Handling and modelling intensive longitudinal data
9th May 2022 : 12:45 - 14:00
Research Group: Quantitative Methods Hub
Speaker: Professor Lars Malmberg (Department of Education, University of Oxford)
Location: Online & in-person - Seminar Room D, Department of Education, or via Zoom
Convener: Ariel Lindorff
All welcome to join in person. Register to join events online via Zoom
There is large interest in intensive longitudinal data analysis in the social, educational and health sciences. Datasets can include (1) self-reports or multiple-reporter data (e.g., observed on-task behaviour, self-reported situation-specific competence) collected using diaries, experience sampling, or ecological momentary assessments, (2) task-data (e.g., trace-data, executive functioning), (3) real-time ambulatory data (e.g., accelerometer, electrodermal activity, eye-tracking), or mixtures of these.
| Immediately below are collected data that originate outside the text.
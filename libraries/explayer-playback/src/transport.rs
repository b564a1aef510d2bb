//! Transport controller
//!
//! Owns the media output and the transport state: play/pause status, the
//! position in the loaded track, shuffle, repeat and volume. It also answers
//! the advance-policy questions (which index is next, what happens at the end
//! of a track) without touching the playlist itself.

use crate::error::{PlaybackError, Result};
use crate::output::MediaOutput;
use crate::shuffle;
use crate::types::PlaybackStatus;
use crate::volume::Volume;
use explayer_core::{RepeatMode, Track, TrackId};
use std::time::Duration;

/// What to do when the current track ends on its own
#[derive(Debug, Clone, Copy, PartialEq, Eq)]
pub enum EndOfTrack {
    /// Play the same track again from the start
    Restart,
    /// Move on as if next was pressed
    Advance,
    /// Stop without wrapping
    Stop,
}

/// Transport state machine over a media output
pub struct Transport {
    output: Box<dyn MediaOutput>,
    status: PlaybackStatus,
    position: f64,
    shuffled: bool,
    repeat: RepeatMode,
    volume: Volume,
}

impl Transport {
    pub fn new(mut output: Box<dyn MediaOutput>, volume: Volume) -> Self {
        output.set_volume(volume.gain());
        Self {
            output,
            status: PlaybackStatus::Stopped,
            position: 0.0,
            shuffled: false,
            repeat: RepeatMode::Off,
            volume,
        }
    }

    // ===== State =====

    pub fn status(&self) -> PlaybackStatus {
        self.status
    }

    pub fn is_playing(&self) -> bool {
        self.status == PlaybackStatus::Playing
    }

    /// Id of the track held by the output
    pub fn loaded_track(&self) -> Option<&TrackId> {
        self.output.loaded()
    }

    /// Seconds elapsed in the current track
    pub fn position(&self) -> f64 {
        self.position
    }

    /// Overwrite the position without seeking the output
    ///
    /// Used for position reports coming from the output, and for the saved
    /// position of a track that is not loaded yet.
    pub fn set_position(&mut self, seconds: f64) {
        self.position = if seconds.is_finite() { seconds.max(0.0) } else { 0.0 };
    }

    /// Length of the loaded track, `None` while unknown
    pub fn duration(&self) -> Option<Duration> {
        self.output.duration().filter(|d| !d.is_zero())
    }

    pub fn is_shuffled(&self) -> bool {
        self.shuffled
    }

    pub fn set_shuffled(&mut self, shuffled: bool) {
        self.shuffled = shuffled;
    }

    /// Flip shuffle, returning the new setting
    pub fn toggle_shuffle(&mut self) -> bool {
        self.shuffled = !self.shuffled;
        self.shuffled
    }

    pub fn repeat_mode(&self) -> RepeatMode {
        self.repeat
    }

    pub fn set_repeat_mode(&mut self, mode: RepeatMode) {
        self.repeat = mode;
    }

    /// Cycle none → one → all → none, returning the new mode
    pub fn cycle_repeat(&mut self) -> RepeatMode {
        self.repeat = self.repeat.next();
        self.repeat
    }

    pub fn volume(&self) -> &Volume {
        &self.volume
    }

    /// Set volume level (0-100)
    pub fn set_volume(&mut self, level: u8) {
        self.volume.set_level(level);
        self.output.set_volume(self.volume.gain());
    }

    pub fn toggle_mute(&mut self) {
        self.volume.toggle_mute();
        self.output.set_volume(self.volume.gain());
    }

    // ===== Control =====

    /// Load a track, releasing the previous handle
    ///
    /// Playback starts at `start_at` seconds, clamped to the track length
    /// when known. The transport is paused afterwards.
    pub fn load(&mut self, track: &Track, start_at: f64) -> Result<()> {
        self.output.load(track)?;
        self.output.set_volume(self.volume.gain());

        let mut start = if start_at.is_finite() { start_at.max(0.0) } else { 0.0 };
        if let Some(duration) = self.duration() {
            start = start.min(duration.as_secs_f64());
        }
        if start > 0.0 {
            self.output.seek(Duration::from_secs_f64(start))?;
        }

        self.position = start;
        self.status = PlaybackStatus::Paused;
        Ok(())
    }

    /// Start or resume the loaded track
    pub fn play(&mut self) -> Result<()> {
        if self.output.loaded().is_none() {
            return Err(PlaybackError::NoTrackLoaded);
        }
        self.output.play()?;
        self.status = PlaybackStatus::Playing;
        Ok(())
    }

    pub fn pause(&mut self) {
        if self.status == PlaybackStatus::Playing {
            self.output.pause();
            self.status = PlaybackStatus::Paused;
        }
    }

    /// Rewind the loaded track and keep playing
    pub fn restart(&mut self) -> Result<()> {
        self.output.seek(Duration::ZERO)?;
        self.position = 0.0;
        self.play()
    }

    /// Release the handle and return to the stopped state at position 0
    pub fn stop(&mut self) {
        self.output.unload();
        self.position = 0.0;
        self.status = PlaybackStatus::Stopped;
    }

    /// Seek to `fraction` of the loaded track
    ///
    /// Returns the new position, or `None` (and does nothing) while the
    /// length is unknown. `fraction` is clamped to `[0, 1]`.
    pub fn seek_fraction(&mut self, fraction: f64) -> Result<Option<f64>> {
        if !fraction.is_finite() {
            return Err(PlaybackError::InvalidOperation(format!(
                "seek fraction must be finite, got {fraction}"
            )));
        }
        let Some(duration) = self.duration() else {
            return Ok(None);
        };

        let target = duration.as_secs_f64() * fraction.clamp(0.0, 1.0);
        self.output.seek(Duration::from_secs_f64(target))?;
        self.position = target;
        Ok(Some(target))
    }

    /// Move the output clock forward and pick up its position
    ///
    /// Returns `true` when the loaded track reached its end.
    pub fn advance(&mut self, elapsed: Duration) -> bool {
        if self.status != PlaybackStatus::Playing {
            return false;
        }
        self.output.advance(elapsed);
        self.position = self.output.position().as_secs_f64();
        self.output.is_finished()
    }

    // ===== Advance policy =====

    /// Index to play after `current` in a playlist of `len` tracks
    pub fn next_index(&self, current: Option<usize>, len: usize) -> Option<usize> {
        if len == 0 {
            return None;
        }
        if self.shuffled {
            return shuffle::pick_index(len);
        }
        Some(current.map_or(0, |i| (i + 1) % len))
    }

    /// Index to play before `current` in a playlist of `len` tracks
    pub fn previous_index(&self, current: Option<usize>, len: usize) -> Option<usize> {
        if len == 0 {
            return None;
        }
        if self.shuffled {
            return shuffle::pick_index(len);
        }
        Some(current.map_or(0, |i| (i % len + len - 1) % len))
    }

    /// Decide what happens when the track at `current` ends
    pub fn end_of_track(&self, current: usize, len: usize) -> EndOfTrack {
        match self.repeat {
            RepeatMode::One => EndOfTrack::Restart,
            RepeatMode::All => EndOfTrack::Advance,
            RepeatMode::Off if current + 1 < len => EndOfTrack::Advance,
            RepeatMode::Off => EndOfTrack::Stop,
        }
    }
}

impl std::fmt::Debug for Transport {
    fn fmt(&self, f: &mut std::fmt::Formatter<'_>) -> std::fmt::Result {
        f.debug_struct("Transport")
            .field("status", &self.status)
            .field("loaded", &self.output.loaded())
            .field("position", &self.position)
            .field("shuffled", &self.shuffled)
            .field("repeat", &self.repeat)
            .field("volume", &self.volume)
            .finish()
    }
}
//! Player events
//!
//! Events queue up inside the [`Player`](crate::Player) and are drained by the
//! UI after each handled action. They carry everything needed to refresh the
//! affordances (play button, progress bar, time labels, lists) without reading
//! player state back.

use crate::types::PlaybackStatus;
use explayer_core::{RepeatMode, TrackId};
use serde::{Deserialize, Serialize};

/// Events emitted by the player
#[derive(Debug, Clone, PartialEq, Serialize, Deserialize)]
pub enum PlayerEvent {
    /// Transport state changed (play/pause affordance)
    StatusChanged {
        status: PlaybackStatus,
    },

    /// A track was loaded into the media output
    TrackChanged {
        track_id: TrackId,
        index: usize,
        title: String,
        artist: String,
    },

    /// Progress update
    PositionChanged {
        /// Seconds elapsed
        position: f64,
        /// Track length in seconds, `None` while unknown
        duration: Option<f64>,
        /// `position` as `m:ss`
        elapsed_label: String,
        /// `duration` as `m:ss` ("0:00" while unknown)
        duration_label: String,
    },

    /// Media metadata resolved the track length
    DurationResolved {
        track_id: TrackId,
        duration: f64,
    },

    /// The current track reached its natural end
    TrackEnded {
        track_id: TrackId,
    },

    /// Tracks were added or removed
    PlaylistChanged {
        length: usize,
    },

    /// Favorites membership changed
    FavoritesChanged {
        count: usize,
    },

    ShuffleChanged {
        enabled: bool,
    },

    RepeatChanged {
        mode: RepeatMode,
    },

    VolumeChanged {
        /// Volume level (0-100)
        level: u8,
        is_muted: bool,
    },

    /// An action failed; the session continues
    Error {
        message: String,
    },
}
In the talk I will focus on challenges researchers face when they (i) handle and aggregate data, (ii) consider the time-structure for analysis, and (iii) specify statistical models. Time-series-based Dynamic Structural Equation Models (DSEM) using the Bayesian estimator are emerging, allowing researchers to switch focus from modelling fixed and random effects, to modelling individual processes over time. In the talk, I will illustrate intensive longitudinal data handling and modelling with on-going research, in order to highlight its relevance for understanding intraindividual processes in educational research.